Accounts Receivable

The term Accounts receivable generally denotes all claims involving a future inflow of cash (You will receive cash from these accounts). These receivables result from business transactions involving sales of goods and services, loans and miscellaneous claims. The accounting procedures surrounding the creation of receivables as well as the controls over the credit granting function and the collection process are, therefore, of considerable importance. usually in financial statement, uses A/R term replace of accounts receivable.  Debtors are the commonly part of accounts receivable in any business.

accounts receivable

Trade type

Trade accounts receivables represent the sale of goods and services in the normal course of business operations and account for the major portion of a firm’s revenue-producing activities.

The open account, or trade account, created by a transaction between business concerns is generally unsecured (an informal arrangement rather than illegal agreement) and non-interest-bearing. This can be contrasted to retail trade
receivables, which typically involve the addition of an interest or service charge to revolving charge accounts and installment agreements.

Trade accounts receivables sometimes take the form of commercial credit instruments such as promissory notes or time drafts. Since these are signed agreements, a measure of legal commitment is provided and the holder may borrow against them (see Notes Receivable).

Other Receivables

Revenue is sometimes generated from sources other than trade receivables. Among these are short-term advances to customers or subcontractors, insurance claims, claims for rebates on taxes or other over payments, sale of plant and equipment and accruals of interest, rent, royalties, etc. Such receivables are properly classified as current assets when collection is expected within one year and as other assets or miscellaneous assets if a longer collection period is anticipated.

See Trade Accounts Receivable

Generating Cash from Accounts Receivable

Accounts receivable may be sold or used as collateral in order to generate immediate cash for the business. These procedures are quite common in some industries while in others they are used to raise funds in times of financial difficulty.

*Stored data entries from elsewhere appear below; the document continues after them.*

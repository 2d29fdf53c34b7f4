//! Request trace timelines
//!
//! Fetches the diagnostic events the gateway recorded while serving one
//! request and keeps them for display. Read-only; nothing here mutates the
//! gateway.

mod timeline;
mod viewer;

pub use timeline::{fetch_timeline, format_offset, format_timeline};
pub use viewer::TraceViewer;
//! Routing configuration records: services, routes and proto mappings
//!
//! Field names on the wire follow the gateway backend (`ID`, `BaseURL`,
//! `GRPCAddr`, ...). Every field is optional on the wire and falls back to
//! its default.

use super::ResourceKind;
use chrono::{DateTime, Utc};
use serde::{Deserialize, Serialize};
use std::fmt;

/// Backend-assigned identifier. The console never invents one.
pub type ResourceId = u64;

/// Upstream protocol of a service
#[derive(Debug, Clone, Copy, PartialEq, Eq, Hash, Default, Serialize, Deserialize)]
#[serde(from = "String", into = "String")]
pub enum Protocol {
    #[default]
    Rest,
    Grpc,
}

impl Protocol {
    pub fn as_str(&self) -> &'static str {
        match self {
            Protocol::Rest => "rest",
            Protocol::Grpc => "grpc",
        }
    }

    pub fn all() -> &'static [Self] {
        &[Protocol::Rest, Protocol::Grpc]
    }
}

impl From<String> for Protocol {
    fn from(value: String) -> Self {
        if value.trim().eq_ignore_ascii_case("grpc") {
            Protocol::Grpc
        } else {
            Protocol::Rest
        }
    }
}

impl From<Protocol> for String {
    fn from(protocol: Protocol) -> Self {
        protocol.as_str().to_string()
    }
}

impl fmt::Display for Protocol {
    fn fmt(&self, f: &mut fmt::Formatter<'_>) -> fmt::Result {
        f.write_str(self.as_str())
    }
}

/// An upstream service the gateway forwards to
#[derive(Debug, Clone, PartialEq, Default, Serialize, Deserialize)]
#[serde(default)]
pub struct Service {
    #[serde(rename = "ID")]
    pub id: ResourceId,
    #[serde(rename = "Name")]
    pub name: String,
    #[serde(rename = "Protocol")]
    pub protocol: Protocol,
    #[serde(rename = "BaseURL")]
    pub base_url: String,
    #[serde(rename = "GRPCAddr")]
    pub grpc_address: String,
    #[serde(rename = "CreatedAt", skip_serializing_if = "Option::is_none")]
    pub created_at: Option<DateTime<Utc>>,
    #[serde(rename = "UpdatedAt", skip_serializing_if = "Option::is_none")]
    pub updated_at: Option<DateTime<Utc>>,
}

impl Service {
    /// The address that is active for this service's protocol
    pub fn target(&self) -> &str {
        match self.protocol {
            Protocol::Rest => &self.base_url,
            Protocol::Grpc => &self.grpc_address,
        }
    }
}

/// A path route mapped onto a service
#[derive(Debug, Clone, PartialEq, Default, Serialize, Deserialize)]
#[serde(default)]
pub struct Route {
    #[serde(rename = "ID")]
    pub id: ResourceId,
    #[serde(rename = "Path")]
    pub path: String,
    #[serde(rename = "Method")]
    pub method: String,
    #[serde(rename = "ServiceID")]
    pub service_id: ResourceId,
    /// Related service, preloaded by the backend when available
    #[serde(rename = "Service", skip_serializing_if = "Option::is_none")]
    pub service: Option<Service>,
    #[serde(rename = "EndpointFilter")]
    pub endpoint_filter: String,
    #[serde(rename = "Tag")]
    pub tag: String,
    /// JSON-encoded list of middleware names, opaque to the console
    #[serde(rename = "Middleware")]
    pub middleware: String,
    #[serde(rename = "CreatedAt", skip_serializing_if = "Option::is_none")]
    pub created_at: Option<DateTime<Utc>>,
}

impl Route {
    /// Display name of the related service, empty when it was not preloaded
    pub fn service_name(&self) -> &str {
        self.service.as_ref().map(|s| s.name.as_str()).unwrap_or("")
    }
}

/// Mapping of an RPC method onto a gRPC service
#[derive(Debug, Clone, PartialEq, Default, Serialize, Deserialize)]
#[serde(default)]
pub struct ProtoMapping {
    #[serde(rename = "ID")]
    pub id: ResourceId,
    #[serde(rename = "ServiceID")]
    pub service_id: ResourceId,
    #[serde(rename = "Service", skip_serializing_if = "Option::is_none")]
    pub service: Option<Service>,
    #[serde(rename = "RPCMethod")]
    pub rpc_method: String,
    #[serde(rename = "GRPCServiceName")]
    pub grpc_service_name: String,
    #[serde(rename = "ProtoPackage")]
    pub proto_package: String,
    #[serde(rename = "RequestType")]
    pub request_type: String,
    #[serde(rename = "ResponseType")]
    pub response_type: String,
    #[serde(rename = "CreatedAt", skip_serializing_if = "Option::is_none")]
    pub created_at: Option<DateTime<Utc>>,
}

impl ProtoMapping {
    /// Display name of the related service, empty when it was not preloaded
    pub fn service_name(&self) -> &str {
        self.service.as_ref().map(|s| s.name.as_str()).unwrap_or("")
    }
}

/// A record as persisted and returned by a create or update call
#[derive(Debug, Clone, PartialEq)]
pub enum SavedRecord {
    Service(Service),
    Route(Route),
    ProtoMapping(ProtoMapping),
}

impl SavedRecord {
    pub fn kind(&self) -> ResourceKind {
        match self {
            SavedRecord::Service(_) => ResourceKind::Service,
            SavedRecord::Route(_) => ResourceKind::Route,
            SavedRecord::ProtoMapping(_) => ResourceKind::ProtoMapping,
        }
    }

    pub fn id(&self) -> ResourceId {
        match self {
            SavedRecord::Service(s) => s.id,
            SavedRecord::Route(r) => r.id,
            SavedRecord::ProtoMapping(m) => m.id,
        }
    }

    /// Short label for status messages
    pub fn label(&self) -> &str {
        match self {
            SavedRecord::Service(s) => &s.name,
            SavedRecord::Route(r) => &r.path,
            SavedRecord::ProtoMapping(m) => &m.rpc_method,
        }
    }
}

Factoring accounts receivable: When a receivable is sold or factored, the risk of credit and all collection efforts are assumed by the buyer, or factor. The firm selling the receivables receives its cash immediately, fora fee. Factoring arrangements vary widely, and usually depend on such things as the amount of receivables purchased and the credit standing of the firm’s customers. The fees imposed by the factor generally consist of an interest charge on the funds actually borrowed plus a commission of from 1 to 3% of the net amount of receivables purchased.

The factoring of accounts receivable does not raise any particular accounting problems.
Cash is debited for receipts from the sale, Accounts Receivable is credited and the factor’s commission and interest charges are recorded as expenses. If the factor holds back a percentage of the proceeds as protection against returns and allowances, the seller records that amount as a receivable from the factor.

Method of Assigning Receivable

Under this method, the business (assignor) pledges the receivables to the lender (assignee) as collateral for a loan. The assignor retains a credit risks and generally makes all collections since the customer is rarely notified of the .assignment. The assignee generally advances less than 100% of the receivables pledged, which means that the assignor has some equity in the receivables.

For accounting purposes the following procedures should be used:

  1. Accounts that have been assigned should be transferred to a separate account called Accounts Receivable Assigned.
  2.  Funds received from the assignee should be credited to a Notes Payable, Assignee account.
  3. Collections on those accounts turned over to the assigned would require a debit to Notes Payable, Assigned and a credit to Accounts Receivable Assigned.
  4. Charges for interest, commissions, etc. should be handled as period expenses and included in payments to the assignee.

In the balance sheet, the assignor’s equity in pledged receivables is indicated by deducting the balance due the assigned from the total receivables assigned.